> What you need to do: Nothing outside the stretch is wanted. Repeat exactly the lines of the listing below from the one that contains "use crate::error::AppError;" through the one that contains "Result<impl IntoResponse, AppError>", both ends included.
━━━━━━━━
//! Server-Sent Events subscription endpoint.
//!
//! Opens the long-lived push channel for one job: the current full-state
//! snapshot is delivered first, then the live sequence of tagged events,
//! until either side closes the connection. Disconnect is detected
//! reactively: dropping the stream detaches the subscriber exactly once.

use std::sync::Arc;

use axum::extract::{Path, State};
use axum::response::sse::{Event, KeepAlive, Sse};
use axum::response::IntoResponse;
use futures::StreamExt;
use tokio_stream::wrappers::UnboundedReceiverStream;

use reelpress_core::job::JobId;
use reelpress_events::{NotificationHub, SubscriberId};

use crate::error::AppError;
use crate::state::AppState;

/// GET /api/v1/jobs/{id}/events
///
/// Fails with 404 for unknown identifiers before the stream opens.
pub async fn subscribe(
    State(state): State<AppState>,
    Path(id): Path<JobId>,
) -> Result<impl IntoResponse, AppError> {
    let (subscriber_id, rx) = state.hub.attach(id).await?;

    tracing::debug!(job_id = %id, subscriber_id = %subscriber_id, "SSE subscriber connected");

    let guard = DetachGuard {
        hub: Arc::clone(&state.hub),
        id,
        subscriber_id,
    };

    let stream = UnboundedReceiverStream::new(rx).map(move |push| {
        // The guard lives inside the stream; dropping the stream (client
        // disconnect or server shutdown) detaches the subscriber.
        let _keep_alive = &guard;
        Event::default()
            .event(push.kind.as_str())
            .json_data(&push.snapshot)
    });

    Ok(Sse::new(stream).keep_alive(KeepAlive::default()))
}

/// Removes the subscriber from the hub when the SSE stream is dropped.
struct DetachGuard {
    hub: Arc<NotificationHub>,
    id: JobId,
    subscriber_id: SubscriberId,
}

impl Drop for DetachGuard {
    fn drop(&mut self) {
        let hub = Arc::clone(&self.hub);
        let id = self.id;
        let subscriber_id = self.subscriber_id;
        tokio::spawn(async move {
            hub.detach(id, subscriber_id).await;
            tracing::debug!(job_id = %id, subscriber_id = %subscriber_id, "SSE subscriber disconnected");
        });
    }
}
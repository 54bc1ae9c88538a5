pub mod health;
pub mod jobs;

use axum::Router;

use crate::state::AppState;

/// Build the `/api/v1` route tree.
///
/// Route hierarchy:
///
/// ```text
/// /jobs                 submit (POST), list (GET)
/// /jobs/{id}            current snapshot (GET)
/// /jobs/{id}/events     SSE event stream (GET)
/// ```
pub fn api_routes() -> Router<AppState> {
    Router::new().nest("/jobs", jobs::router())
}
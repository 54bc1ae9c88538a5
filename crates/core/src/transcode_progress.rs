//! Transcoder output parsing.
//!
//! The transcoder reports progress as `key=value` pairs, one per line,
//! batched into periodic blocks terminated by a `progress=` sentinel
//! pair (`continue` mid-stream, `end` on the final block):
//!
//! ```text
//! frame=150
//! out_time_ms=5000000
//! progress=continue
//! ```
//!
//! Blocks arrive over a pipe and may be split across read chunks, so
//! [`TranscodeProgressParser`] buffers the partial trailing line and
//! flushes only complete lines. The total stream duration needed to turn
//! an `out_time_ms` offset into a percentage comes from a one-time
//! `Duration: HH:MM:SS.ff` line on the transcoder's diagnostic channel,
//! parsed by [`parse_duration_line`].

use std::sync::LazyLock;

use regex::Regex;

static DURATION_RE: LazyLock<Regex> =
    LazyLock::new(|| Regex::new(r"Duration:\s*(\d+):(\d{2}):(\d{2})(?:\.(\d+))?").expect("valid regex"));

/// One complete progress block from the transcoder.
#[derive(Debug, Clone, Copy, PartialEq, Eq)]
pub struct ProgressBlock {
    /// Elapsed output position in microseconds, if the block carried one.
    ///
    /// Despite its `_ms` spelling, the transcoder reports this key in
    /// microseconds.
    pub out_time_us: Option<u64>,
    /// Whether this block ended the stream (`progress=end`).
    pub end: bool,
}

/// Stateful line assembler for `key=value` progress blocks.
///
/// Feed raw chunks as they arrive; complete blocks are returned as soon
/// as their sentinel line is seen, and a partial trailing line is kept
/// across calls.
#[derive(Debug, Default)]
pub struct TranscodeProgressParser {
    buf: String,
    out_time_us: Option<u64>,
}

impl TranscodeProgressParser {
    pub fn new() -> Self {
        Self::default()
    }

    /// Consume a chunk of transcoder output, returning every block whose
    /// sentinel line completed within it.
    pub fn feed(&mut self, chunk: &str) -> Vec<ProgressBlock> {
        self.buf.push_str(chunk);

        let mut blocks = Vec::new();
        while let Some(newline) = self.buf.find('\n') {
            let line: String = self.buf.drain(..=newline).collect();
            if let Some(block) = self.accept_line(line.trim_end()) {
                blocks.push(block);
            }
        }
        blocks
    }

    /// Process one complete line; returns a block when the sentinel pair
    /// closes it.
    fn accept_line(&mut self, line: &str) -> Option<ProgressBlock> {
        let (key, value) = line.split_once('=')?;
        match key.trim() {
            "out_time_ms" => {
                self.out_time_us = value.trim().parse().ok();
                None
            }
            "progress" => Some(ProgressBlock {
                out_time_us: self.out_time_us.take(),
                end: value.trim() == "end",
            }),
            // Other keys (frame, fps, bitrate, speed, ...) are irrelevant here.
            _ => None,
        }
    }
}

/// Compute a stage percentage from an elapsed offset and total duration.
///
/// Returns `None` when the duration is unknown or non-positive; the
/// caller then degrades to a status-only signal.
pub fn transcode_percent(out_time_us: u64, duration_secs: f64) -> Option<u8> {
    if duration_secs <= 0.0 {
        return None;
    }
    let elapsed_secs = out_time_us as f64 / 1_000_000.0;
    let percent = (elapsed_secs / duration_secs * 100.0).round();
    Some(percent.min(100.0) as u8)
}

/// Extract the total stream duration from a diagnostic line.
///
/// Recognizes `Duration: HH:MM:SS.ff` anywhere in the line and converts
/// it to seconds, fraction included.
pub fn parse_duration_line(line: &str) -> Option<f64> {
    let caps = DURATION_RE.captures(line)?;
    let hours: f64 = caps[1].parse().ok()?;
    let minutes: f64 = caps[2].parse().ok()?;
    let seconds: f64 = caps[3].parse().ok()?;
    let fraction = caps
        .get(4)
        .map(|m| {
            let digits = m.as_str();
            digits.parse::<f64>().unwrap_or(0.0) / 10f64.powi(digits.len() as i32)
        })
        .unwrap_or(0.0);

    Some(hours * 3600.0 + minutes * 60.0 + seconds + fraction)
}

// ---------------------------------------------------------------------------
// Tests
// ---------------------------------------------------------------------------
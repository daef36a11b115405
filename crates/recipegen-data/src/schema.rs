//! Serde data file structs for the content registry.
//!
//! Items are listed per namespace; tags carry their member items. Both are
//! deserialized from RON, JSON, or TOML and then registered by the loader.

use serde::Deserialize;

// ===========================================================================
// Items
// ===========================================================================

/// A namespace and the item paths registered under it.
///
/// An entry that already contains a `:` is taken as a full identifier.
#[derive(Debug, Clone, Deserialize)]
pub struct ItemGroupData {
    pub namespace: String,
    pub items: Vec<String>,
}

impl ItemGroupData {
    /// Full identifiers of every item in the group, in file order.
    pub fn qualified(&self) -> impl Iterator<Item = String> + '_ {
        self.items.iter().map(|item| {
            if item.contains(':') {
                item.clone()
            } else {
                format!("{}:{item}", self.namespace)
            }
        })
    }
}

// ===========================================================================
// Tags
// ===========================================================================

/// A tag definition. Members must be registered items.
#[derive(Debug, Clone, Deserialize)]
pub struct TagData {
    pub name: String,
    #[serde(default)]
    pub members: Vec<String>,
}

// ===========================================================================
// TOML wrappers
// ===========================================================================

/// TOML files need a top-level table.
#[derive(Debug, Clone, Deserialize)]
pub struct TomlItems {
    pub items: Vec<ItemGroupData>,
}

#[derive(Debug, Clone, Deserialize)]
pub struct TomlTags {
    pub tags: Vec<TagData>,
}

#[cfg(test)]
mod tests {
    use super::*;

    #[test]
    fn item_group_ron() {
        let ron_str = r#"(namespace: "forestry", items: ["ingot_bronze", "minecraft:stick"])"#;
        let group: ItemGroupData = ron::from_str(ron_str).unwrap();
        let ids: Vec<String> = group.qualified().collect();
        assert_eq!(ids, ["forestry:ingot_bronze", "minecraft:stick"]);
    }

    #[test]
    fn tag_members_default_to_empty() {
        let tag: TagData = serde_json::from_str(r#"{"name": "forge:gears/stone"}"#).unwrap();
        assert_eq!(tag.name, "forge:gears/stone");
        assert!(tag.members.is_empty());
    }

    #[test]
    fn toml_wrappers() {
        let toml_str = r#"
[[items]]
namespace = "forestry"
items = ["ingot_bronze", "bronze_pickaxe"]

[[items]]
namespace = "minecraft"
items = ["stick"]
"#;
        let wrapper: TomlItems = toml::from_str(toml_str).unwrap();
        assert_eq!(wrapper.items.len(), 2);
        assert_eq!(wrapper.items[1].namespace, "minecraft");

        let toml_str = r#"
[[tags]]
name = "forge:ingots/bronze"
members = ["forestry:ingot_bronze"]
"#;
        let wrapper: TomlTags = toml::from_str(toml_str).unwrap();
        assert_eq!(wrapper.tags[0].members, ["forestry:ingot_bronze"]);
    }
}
━━━━━━━━
> Response:
use crate::error::AppError;
use crate::state::AppState;

/// GET /api/v1/jobs/{id}/events
///
/// Fails with 404 for unknown identifiers before the stream opens.
pub async fn subscribe(
    State(state): State<AppState>,
    Path(id): Path<JobId>,
) -> Result<impl IntoResponse, AppError> {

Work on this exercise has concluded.